Entries taken from a collection:

----

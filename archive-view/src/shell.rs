//! Interactive browsing.
//!
//! Reads one command per line and prints the focused lane after every
//! successful transition. A rejected transition prints a warning and leaves
//! the lanes as they were.

use std::{
    io::{BufRead, Write},
    str::FromStr,
};

use colored::Colorize;
use metainfo_browser::{Navigator, ViewFlags, pager::Direction, search};

use crate::{ctx::ViewContext, output};

const HELP: &str = "\
cd KEY              open a child of the focused lane (`run:0`, `energy`)
sel LANE KEY        open a child of an earlier lane
up                  close the focused lane
back LANE           close every lane after LANE
top                 back to the root
go PATH             open a whole path (`run:0/system:1`)
more LIST [down|up] show more elements of a long list
toggle code|all|meta
find QUERY          search the archive
lanes               print the lanes
show                print the focused lane
help
quit";

#[derive(Debug, Clone, PartialEq, Eq)]
pub enum Toggle {
    CodeSpecific,
    AllDefined,
    Meta,
}

/// One line of shell input.
#[derive(Debug, Clone, PartialEq, Eq)]
pub enum ShellCommand {
    Cd(String),
    Select(usize, String),
    Up,
    Back(usize),
    Top,
    Go(String),
    More(String, Direction),
    Toggle(Toggle),
    Find(String),
    Lanes,
    Show,
    Help,
    Quit,
}

impl FromStr for ShellCommand {
    type Err = anyhow::Error;

    fn from_str(line: &str) -> Result<Self, Self::Err> {
        let mut words = line.split_whitespace();
        let Some(cmd) = words.next() else {
            return Ok(ShellCommand::Show);
        };
        let rest: Vec<&str> = words.collect();
        let arg = |i: usize| argument(&rest, i, cmd);
        let command = match cmd {
            "cd" => ShellCommand::Cd(arg(0)?.to_string()),
            "sel" => ShellCommand::Select(arg(0)?.parse()?, arg(1)?.to_string()),
            "up" | ".." => ShellCommand::Up,
            "back" => ShellCommand::Back(arg(0)?.parse()?),
            "top" => ShellCommand::Top,
            "go" => ShellCommand::Go(arg(0)?.to_string()),
            "more" => {
                let direction = match rest.get(1) {
                    Some(d) => d.parse().map_err(|e: String| anyhow!(e))?,
                    None => Direction::Down,
                };
                ShellCommand::More(arg(0)?.to_string(), direction)
            }
            "toggle" => ShellCommand::Toggle(match arg(0)? {
                "code" => Toggle::CodeSpecific,
                "all" => Toggle::AllDefined,
                "meta" => Toggle::Meta,
                other => bail!("unknown toggle `{other}`, expected code, all or meta"),
            }),
            "find" => ShellCommand::Find(rest.join(" ")),
            "lanes" => ShellCommand::Lanes,
            "show" | "ls" => ShellCommand::Show,
            "help" | "?" => ShellCommand::Help,
            "quit" | "exit" | "q" => ShellCommand::Quit,
            other => bail!("unknown command `{other}`, see `help`"),
        };
        Ok(command)
    }
}

fn argument<'l>(rest: &[&'l str], i: usize, cmd: &str) -> anyhow::Result<&'l str> {
    rest.get(i)
        .copied()
        .ok_or_else(|| anyhow!("`{cmd}` needs an argument, see `help`"))
}

/// An interactive session: its own lanes and display flags over a shared
/// context.
pub struct Shell<'a> {
    ctx: &'a ViewContext,
    nav: Navigator,
    flags: ViewFlags,
    index: Option<Vec<search::SearchOption>>,
}

impl<'a> Shell<'a> {
    pub fn new(ctx: &'a ViewContext) -> Self {
        Self {
            ctx,
            nav: ctx.navigator(),
            flags: ctx.flags(),
            index: None,
        }
    }

    pub fn navigator(&self) -> &Navigator {
        &self.nav
    }

    pub fn flags(&self) -> ViewFlags {
        self.flags
    }

    /// Run one command. Returns `false` once the shell should exit.
    pub async fn execute(&mut self, command: ShellCommand, out: &mut impl Write) -> anyhow::Result<bool> {
        match command {
            ShellCommand::Cd(key) => {
                self.nav.push(&key)?;
                self.show(out)?;
            }
            ShellCommand::Select(lane, key) => {
                self.nav.select(lane, &key)?;
                self.show(out)?;
            }
            ShellCommand::Up => {
                if self.nav.pop().is_none() {
                    writeln!(out, "{}", "already at the root".yellow())?;
                }
                self.show(out)?;
            }
            ShellCommand::Back(lane) => {
                self.nav.truncate_to(lane)?;
                self.show(out)?;
            }
            ShellCommand::Top => {
                self.nav.reset();
                self.show(out)?;
            }
            ShellCommand::Go(path) => {
                self.nav.navigate(&path)?;
                self.show(out)?;
            }
            ShellCommand::More(list, direction) => {
                let lane = self.nav.len() - 1;
                self.ctx.expand(&mut self.nav, lane, &list, direction).await?;
                self.show(out)?;
            }
            ShellCommand::Toggle(toggle) => {
                let flag = match toggle {
                    Toggle::CodeSpecific => &mut self.flags.show_code_specific,
                    Toggle::AllDefined => &mut self.flags.show_all_defined,
                    Toggle::Meta => &mut self.flags.show_meta,
                };
                *flag = !*flag;
                self.show(out)?;
            }
            ShellCommand::Find(query) => {
                let index = self.index.get_or_insert_with(|| self.ctx.search_index());
                output::write_search(out, &search::filter(index, &query))?;
            }
            ShellCommand::Lanes => output::write_lanes(out, &self.nav)?,
            ShellCommand::Show => self.show(out)?,
            ShellCommand::Help => writeln!(out, "{HELP}")?,
            ShellCommand::Quit => return Ok(false),
        }
        Ok(true)
    }

    fn show(&self, out: &mut impl Write) -> anyhow::Result<()> {
        let node = self.nav.render(&self.flags, &self.ctx.units);
        output::write_node(out, &node)
    }

    /// Read commands until end of input or `quit`.
    pub async fn run(&mut self, input: impl BufRead, out: &mut impl Write) -> anyhow::Result<()> {
        self.show(out)?;
        write!(out, "{}> ", self.nav.path())?;
        out.flush()?;
        for line in input.lines() {
            let line = line?;
            let keep_going = match line.parse::<ShellCommand>() {
                Ok(command) => match self.execute(command, out).await {
                    Ok(keep_going) => keep_going,
                    Err(err) => {
                        writeln!(out, "{} {err}", "!".yellow().bold())?;
                        true
                    }
                },
                Err(err) => {
                    writeln!(out, "{} {err}", "!".yellow().bold())?;
                    true
                }
            };
            if !keep_going {
                break;
            }
            write!(out, "{}> ", self.nav.path())?;
            out.flush()?;
        }
        Ok(())
    }
}

#[cfg(test)]
mod tests {
    use super::*;
    use metainfo_browser::{
        SchemaRegistry, config::BrowserConfig, source::InMemorySource,
    };
    use serde_json::json;
    use std::sync::Arc;

    async fn context() -> ViewContext {
        let registry = SchemaRegistry::from_json(&json!({
            "root": "Archive",
            "sections": [
                {"name": "Archive", "sub_sections": [{"name": "run", "section": "Run", "repeats": true}]},
                {"name": "Run", "quantities": [
                    {"name": "program", "type": "str"},
                    {"name": "x_code_flag", "type": "bool"}
                ], "sub_sections": [{"name": "step", "section": "Step", "repeats": true}]},
                {"name": "Step", "quantities": [{"name": "n", "type": "int"}]}
            ]
        }))
        .unwrap();
        let steps: Vec<_> = (0..40).map(|n| json!({"n": n})).collect();
        let source = InMemorySource::new(json!({
            "run": [{"program": "VASP", "x_code_flag": true, "step": steps}]
        }));
        ViewContext::new(BrowserConfig::default(), Arc::new(registry), Arc::new(source))
            .await
            .unwrap()
    }

    fn text(out: Vec<u8>) -> String {
        String::from_utf8(out).unwrap()
    }

    #[test]
    fn test_parse_commands() {
        assert_eq!("cd run:0".parse::<ShellCommand>().unwrap(), ShellCommand::Cd("run:0".into()));
        assert_eq!(
            "more step up".parse::<ShellCommand>().unwrap(),
            ShellCommand::More("step".into(), Direction::Up)
        );
        assert_eq!(
            "sel 1 step:3".parse::<ShellCommand>().unwrap(),
            ShellCommand::Select(1, "step:3".into())
        );
        assert_eq!("".parse::<ShellCommand>().unwrap(), ShellCommand::Show);
        assert!("cd".parse::<ShellCommand>().is_err());
        assert!("toggle colors".parse::<ShellCommand>().is_err());
        assert!("more step sideways".parse::<ShellCommand>().is_err());
        assert!("jump".parse::<ShellCommand>().is_err());
    }

    #[tokio::test]
    async fn test_rejected_command_keeps_lanes() {
        colored::control::set_override(false);
        let ctx = context().await;
        let mut shell = Shell::new(&ctx);
        let mut out = Vec::new();
        shell
            .execute(ShellCommand::Go("run:0".into()), &mut out)
            .await
            .unwrap();
        assert!(
            shell
                .execute(ShellCommand::Cd("nonexistent".into()), &mut out)
                .await
                .is_err()
        );
        assert_eq!(shell.navigator().path(), "run:0");
    }

    #[tokio::test]
    async fn test_session() {
        colored::control::set_override(false);
        let ctx = context().await;
        let mut shell = Shell::new(&ctx);
        let input = "cd run:0\nmore step\ntoggle code\ncd nope\nfind prog\nquit\ncd run:0\n";
        let mut out = Vec::new();
        shell.run(input.as_bytes(), &mut out).await.unwrap();
        let out = text(out);

        assert!(out.contains("+ program: VASP"));
        assert!(out.contains("step:19"));
        assert!(out.contains("x_code_flag: true"));
        assert!(out.contains("! section `Run` has no property `nope`"));
        assert!(out.contains("program  run:0/program"));
        assert!(shell.flags().show_code_specific);
        assert_eq!(shell.navigator().path(), "run:0");
    }
}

----

## [Exercise prompt]
Copy only this part of the entries above: the line with "pub fn navigator(&self)", the line with "self.nav.push(&key)?;", and the lines between, all exactly as written.

## [Response to this task]
    pub fn navigator(&self) -> &Navigator {
        &self.nav
    }

    pub fn flags(&self) -> ViewFlags {
        self.flags
    }

    /// Run one command. Returns `false` once the shell should exit.
    pub async fn execute(&mut self, command: ShellCommand, out: &mut impl Write) -> anyhow::Result<bool> {
        match command {
            ShellCommand::Cd(key) => {
                self.nav.push(&key)?;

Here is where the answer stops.